At one of the first art shows in my experience I exhibited a daylily sculpture and some other botanical sculptures. It was generally a pleasant adventure held in a outdoor botanical garden setting. It offered the opportunity to see lots of other art and craft work and to visit with people and just enjoy the outdoors. It was a lot of work and not highly profitable given the amount of effort required setting up and taking down the display and eventually I elected not to do those shows any longer but I have a lot of interesting memories. The daylily conversation is one.
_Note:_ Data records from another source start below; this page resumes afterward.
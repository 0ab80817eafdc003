/// Resource services
///
/// Each service function takes the requesting principal (if any), runs lookup,
/// authorization and validation to completion, and only then writes.
///
/// - `identity`: registration, login, email lookup
/// - `boards`: board lifecycle and membership
/// - `tasks`: task lifecycle and personal task lists
/// - `comments`: comments on tasks
///
/// All of them report failures as [`ServiceError`].

pub mod boards;
pub mod comments;
pub mod identity;
pub mod tasks;

use crate::auth::authorization::AuthzError;
use crate::auth::password::PasswordError;
use crate::validation::{check_max_chars, require_non_blank, FieldError};

/// Longest accepted board or task title
pub const TITLE_MAX_CHARS: usize = 255;

/// Longest accepted task description
pub const DESCRIPTION_MAX_CHARS: usize = 10_000;

/// Longest accepted comment
pub const COMMENT_MAX_CHARS: usize = 5_000;

/// Trimmed, non-blank title within [`TITLE_MAX_CHARS`]
pub(crate) fn valid_title(title: &str) -> Result<String, FieldError> {
    let title = require_non_blank("title", title)?;
    check_max_chars("title", &title, TITLE_MAX_CHARS)?;
    Ok(title)
}

/// Error type for service operations
#[derive(Debug, thiserror::Error)]
pub enum ServiceError {
    /// One or more request fields failed validation
    #[error("Validation failed: {}", format_fields(.0))]
    Validation(Vec<FieldError>),

    /// Request is structurally unusable (e.g. a required parameter is missing)
    #[error("{0}")]
    BadRequest(String),

    /// Target entity does not exist
    #[error("{0} not found")]
    NotFound(&'static str),

    /// Wrong password at login
    #[error("Invalid credentials")]
    InvalidCredentials,

    /// No authenticated principal
    #[error("Authentication credentials were not provided")]
    Unauthenticated,

    /// Authenticated but not allowed
    #[error("{0}")]
    Forbidden(String),

    /// Uniqueness conflict that slipped past validation
    #[error("{0}")]
    Conflict(String),

    /// Configuration or invariant failure
    #[error("Internal error: {0}")]
    Internal(String),

    /// Database error
    #[error("Database error: {0}")]
    Database(#[from] sqlx::Error),

    /// Password hashing error
    #[error(transparent)]
    Password(#[from] PasswordError),
}

fn format_fields(fields: &[FieldError]) -> String {
    fields
        .iter()
        .map(ToString::to_string)
        .collect::<Vec<_>>()
        .join("; ")
}

impl ServiceError {
    pub fn forbidden(message: impl Into<String>) -> Self {
        Self::Forbidden(message.into())
    }

    /// True for the unique-constraint violation Postgres reports as 23505
    pub fn is_unique_violation(err: &sqlx::Error) -> bool {
        err.as_database_error()
            .is_some_and(|db| db.is_unique_violation())
    }
}

impl From<FieldError> for ServiceError {
    fn from(e: FieldError) -> Self {
        Self::Validation(vec![e])
    }
}

impl From<AuthzError> for ServiceError {
    fn from(e: AuthzError) -> Self {
        match e {
            AuthzError::Unauthenticated => Self::Unauthenticated,
            AuthzError::Forbidden => Self::Forbidden(e.to_string()),
            AuthzError::UnsupportedResource(_) => {
                tracing::error!(error = %e, "Resource resolution failed");
                Self::Internal(e.to_string())
            }
            AuthzError::DatabaseError(db) => Self::Database(db),
        }
    }
}
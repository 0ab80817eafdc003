/// Task lifecycle and personal task lists
///
/// Assignee and reviewer must belong to the task's board (owner or member)
/// whenever they are set. The check runs on create and on every update that
/// touches either field; later membership changes do not revisit it.

use chrono::NaiveDate;
use sqlx::PgPool;
use uuid::Uuid;

use super::{valid_title, ServiceError, DESCRIPTION_MAX_CHARS};
use crate::auth::authorization::{authorize, require_principal, resolve_board, BoardAccess, Resource};
use crate::models::board::Board;
use crate::models::task::{CreateTask, Task, TaskPriority, TaskStatus, UpdateTask};
use crate::validation::{check_max_chars, FieldError};

/// Fields accepted when creating a task
#[derive(Debug, Clone)]
pub struct NewTask {
    pub board_id: Uuid,
    pub title: String,
    pub description: Option<String>,
    pub status: Option<TaskStatus>,
    pub priority: Option<TaskPriority>,
    pub assignee_id: Option<Uuid>,
    pub reviewer_id: Option<Uuid>,
    pub due_date: Option<NaiveDate>,
}

/// Partial task update as received from a client
///
/// `board_id` may be echoed back but must match the task's current board.
#[derive(Debug, Clone, Default)]
pub struct TaskPatch {
    pub board_id: Option<Uuid>,
    pub changes: UpdateTask,
}

/// Rejects a user who is neither owner nor member of the board.
pub fn check_assignable(access: &BoardAccess, field: &str, user_id: Option<Uuid>) -> Result<(), FieldError> {
    match user_id {
        Some(id) if !access.allows(id) => Err(FieldError::new(
            field,
            "User must be the owner or a member of the board",
        )),
        _ => Ok(()),
    }
}

async fn find_task(pool: &PgPool, task_id: Uuid) -> Result<Task, ServiceError> {
    Task::find_by_id(pool, task_id)
        .await?
        .ok_or(ServiceError::NotFound("Task"))
}

pub async fn create(pool: &PgPool, principal: Option<Uuid>, new: NewTask) -> Result<Task, ServiceError> {
    require_principal(principal)?;
    let board = Board::find_by_id(pool, new.board_id)
        .await?
        .ok_or(ServiceError::NotFound("Board"))?;
    let access = resolve_board(pool, Resource::Board(&board)).await?;
    let user_id = authorize(principal, &access)?;

    let title = valid_title(&new.title)?;
    if let Some(description) = new.description.as_deref() {
        check_max_chars("description", description, DESCRIPTION_MAX_CHARS)?;
    }
    check_assignable(&access, "assignee_id", new.assignee_id)?;
    check_assignable(&access, "reviewer_id", new.reviewer_id)?;

    let task = Task::create(
        pool,
        CreateTask {
            board_id: board.id,
            title,
            description: new.description.unwrap_or_default(),
            status: new.status.unwrap_or_default(),
            priority: new.priority.unwrap_or_default(),
            assignee_id: new.assignee_id,
            reviewer_id: new.reviewer_id,
            due_date: new.due_date,
        },
    )
    .await?;

    tracing::info!(task_id = %task.id, board_id = %board.id, %user_id, "Task created");

    Ok(task)
}

pub async fn detail(pool: &PgPool, principal: Option<Uuid>, task_id: Uuid) -> Result<Task, ServiceError> {
    require_principal(principal)?;
    let task = find_task(pool, task_id).await?;
    let access = resolve_board(pool, Resource::Task(&task)).await?;
    authorize(principal, &access)?;

    Ok(task)
}

/// Applies a partial update after re-checking assignee and reviewer.
pub async fn update(
    pool: &PgPool,
    principal: Option<Uuid>,
    task_id: Uuid,
    patch: TaskPatch,
) -> Result<Task, ServiceError> {
    require_principal(principal)?;
    let task = find_task(pool, task_id).await?;
    let access = resolve_board(pool, Resource::Task(&task)).await?;
    let user_id = authorize(principal, &access)?;

    if patch.board_id.is_some_and(|board_id| board_id != task.board_id) {
        return Err(FieldError::new("board", "A task cannot be moved to another board").into());
    }

    let mut changes = patch.changes;
    if let Some(title) = changes.title.as_deref() {
        changes.title = Some(valid_title(title)?);
    }
    if let Some(description) = changes.description.as_deref() {
        check_max_chars("description", description, DESCRIPTION_MAX_CHARS)?;
    }
    if let Some(assignee_id) = changes.assignee_id {
        check_assignable(&access, "assignee_id", assignee_id)?;
    }
    if let Some(reviewer_id) = changes.reviewer_id {
        check_assignable(&access, "reviewer_id", reviewer_id)?;
    }

    if changes.is_empty() {
        return Ok(task);
    }

    let task = Task::update(pool, task_id, changes)
        .await?
        .ok_or(ServiceError::NotFound("Task"))?;

    tracing::info!(%task_id, %user_id, "Task updated");

    Ok(task)
}

pub async fn delete(pool: &PgPool, principal: Option<Uuid>, task_id: Uuid) -> Result<(), ServiceError> {
    require_principal(principal)?;
    let task = find_task(pool, task_id).await?;
    let access = resolve_board(pool, Resource::Task(&task)).await?;
    let user_id = authorize(principal, &access)?;

    if !Task::delete(pool, task_id).await? {
        return Err(ServiceError::NotFound("Task"));
    }

    tracing::info!(%task_id, board_id = %task.board_id, %user_id, "Task deleted");

    Ok(())
}

pub async fn assigned_to(pool: &PgPool, principal: Option<Uuid>) -> Result<Vec<Task>, ServiceError> {
    let user_id = require_principal(principal)?;
    Ok(Task::list_assigned_to(pool, user_id).await?)
}

pub async fn reviewing(pool: &PgPool, principal: Option<Uuid>) -> Result<Vec<Task>, ServiceError> {
    let user_id = require_principal(principal)?;
    Ok(Task::list_reviewing(pool, user_id).await?)
}

/// Assignee or reviewer, each task once
pub async fn involving(pool: &PgPool, principal: Option<Uuid>) -> Result<Vec<Task>, ServiceError> {
    let user_id = require_principal(principal)?;
    Ok(Task::list_involving(pool, user_id).await?)
}

#[cfg(test)]
mod tests {
    use super::*;

    fn board_access(owner: Uuid, members: Vec<Uuid>) -> BoardAccess {
        BoardAccess {
            board_id: Uuid::new_v4(),
            owner_id: owner,
            member_ids: members,
        }
    }

    #[test]
    fn test_assignable_owner_and_member() {
        let owner = Uuid::new_v4();
        let member = Uuid::new_v4();
        let access = board_access(owner, vec![member]);

        assert!(check_assignable(&access, "assignee_id", Some(owner)).is_ok());
        assert!(check_assignable(&access, "reviewer_id", Some(member)).is_ok());
        assert!(check_assignable(&access, "assignee_id", None).is_ok());
    }

    #[test]
    fn test_non_member_is_a_field_error() {
        let access = board_access(Uuid::new_v4(), vec![]);

        let err = check_assignable(&access, "reviewer_id", Some(Uuid::new_v4())).unwrap_err();
        assert_eq!(err.field, "reviewer_id");
        assert!(err.message.contains("member"));
    }

    #[test]
    fn test_default_patch_is_empty() {
        let patch = TaskPatch::default();
        assert!(patch.board_id.is_none());
        assert!(patch.changes.is_empty());
    }
}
A visitor carefully examined an untitled sculpture and then asked me what flower it was. I casually replied, “Daylily” and the response was, “I’m a daylily judge and that’s not a daylily.” I recall being so amazed that I don’t recall my followup.
I was reminded of “The Treachery of Images” (La trahison des images), a painting by René Magritte, The picture shows a pipe and below it, Magritte painted, "Ceci n'est pas une pipe", French for "This is not a pipe." The painting is not a pipe, but rather an image of a pipe .http://en.wikipedia.org/wiki/The_Treachery_of_Images
A fellow artist blacksmith, much more experienced that me, said, “If a client comes over and says I’d love to buy your tulips (actually iris), don’t tell them they are iris.”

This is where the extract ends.